- Work instructions -
This exercise requires an exact copy of each line from the one containing "of the start" down to the last line below.
[Start of section]
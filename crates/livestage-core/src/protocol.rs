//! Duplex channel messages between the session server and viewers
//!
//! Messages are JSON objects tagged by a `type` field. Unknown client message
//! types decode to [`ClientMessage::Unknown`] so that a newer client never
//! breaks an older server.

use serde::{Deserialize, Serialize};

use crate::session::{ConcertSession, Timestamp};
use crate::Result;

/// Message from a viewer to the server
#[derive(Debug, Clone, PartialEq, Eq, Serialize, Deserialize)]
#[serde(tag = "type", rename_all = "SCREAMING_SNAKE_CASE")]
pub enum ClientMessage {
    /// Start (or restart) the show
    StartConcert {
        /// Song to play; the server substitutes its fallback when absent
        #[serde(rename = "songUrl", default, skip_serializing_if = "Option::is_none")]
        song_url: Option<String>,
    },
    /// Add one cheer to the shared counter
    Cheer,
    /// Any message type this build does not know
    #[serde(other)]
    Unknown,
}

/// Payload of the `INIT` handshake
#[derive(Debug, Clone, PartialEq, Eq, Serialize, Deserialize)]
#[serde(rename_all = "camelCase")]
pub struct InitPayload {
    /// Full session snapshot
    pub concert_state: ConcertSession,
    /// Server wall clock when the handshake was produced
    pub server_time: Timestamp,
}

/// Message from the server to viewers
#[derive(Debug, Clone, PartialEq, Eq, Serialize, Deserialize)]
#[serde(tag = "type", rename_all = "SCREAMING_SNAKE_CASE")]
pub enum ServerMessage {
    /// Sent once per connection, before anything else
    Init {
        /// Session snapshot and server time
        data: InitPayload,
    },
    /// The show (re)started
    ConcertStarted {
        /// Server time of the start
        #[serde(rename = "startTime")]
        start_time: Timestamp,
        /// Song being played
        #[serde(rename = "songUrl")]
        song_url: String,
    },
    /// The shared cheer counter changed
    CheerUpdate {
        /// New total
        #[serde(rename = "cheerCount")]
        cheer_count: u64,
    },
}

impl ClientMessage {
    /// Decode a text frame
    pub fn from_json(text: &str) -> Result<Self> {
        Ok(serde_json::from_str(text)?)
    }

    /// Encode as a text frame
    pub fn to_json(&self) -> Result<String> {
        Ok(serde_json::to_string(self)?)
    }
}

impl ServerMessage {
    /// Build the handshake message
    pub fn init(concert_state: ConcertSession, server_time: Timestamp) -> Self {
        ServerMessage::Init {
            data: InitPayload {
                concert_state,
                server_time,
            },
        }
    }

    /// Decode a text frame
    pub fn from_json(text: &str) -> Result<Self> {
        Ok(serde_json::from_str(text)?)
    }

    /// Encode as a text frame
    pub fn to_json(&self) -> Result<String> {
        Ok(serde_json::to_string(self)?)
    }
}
[End of section]
- Answer to the problem -
        /// Server time of the start
        #[serde(rename = "startTime")]
        start_time: Timestamp,
        /// Song being played
        #[serde(rename = "songUrl")]
        song_url: String,
    },
    /// The shared cheer counter changed
    CheerUpdate {
        /// New total
        #[serde(rename = "cheerCount")]
        cheer_count: u64,
    },
}

impl ClientMessage {
    /// Decode a text frame
    pub fn from_json(text: &str) -> Result<Self> {
        Ok(serde_json::from_str(text)?)
    }

    /// Encode as a text frame
    pub fn to_json(&self) -> Result<String> {
        Ok(serde_json::to_string(self)?)
    }
}

impl ServerMessage {
    /// Build the handshake message
    pub fn init(concert_state: ConcertSession, server_time: Timestamp) -> Self {
        ServerMessage::Init {
            data: InitPayload {
                concert_state,
                server_time,
            },
        }
    }

    /// Decode a text frame
    pub fn from_json(text: &str) -> Result<Self> {
        Ok(serde_json::from_str(text)?)
    }

    /// Encode as a text frame
    pub fn to_json(&self) -> Result<String> {
        Ok(serde_json::to_string(self)?)
    }
}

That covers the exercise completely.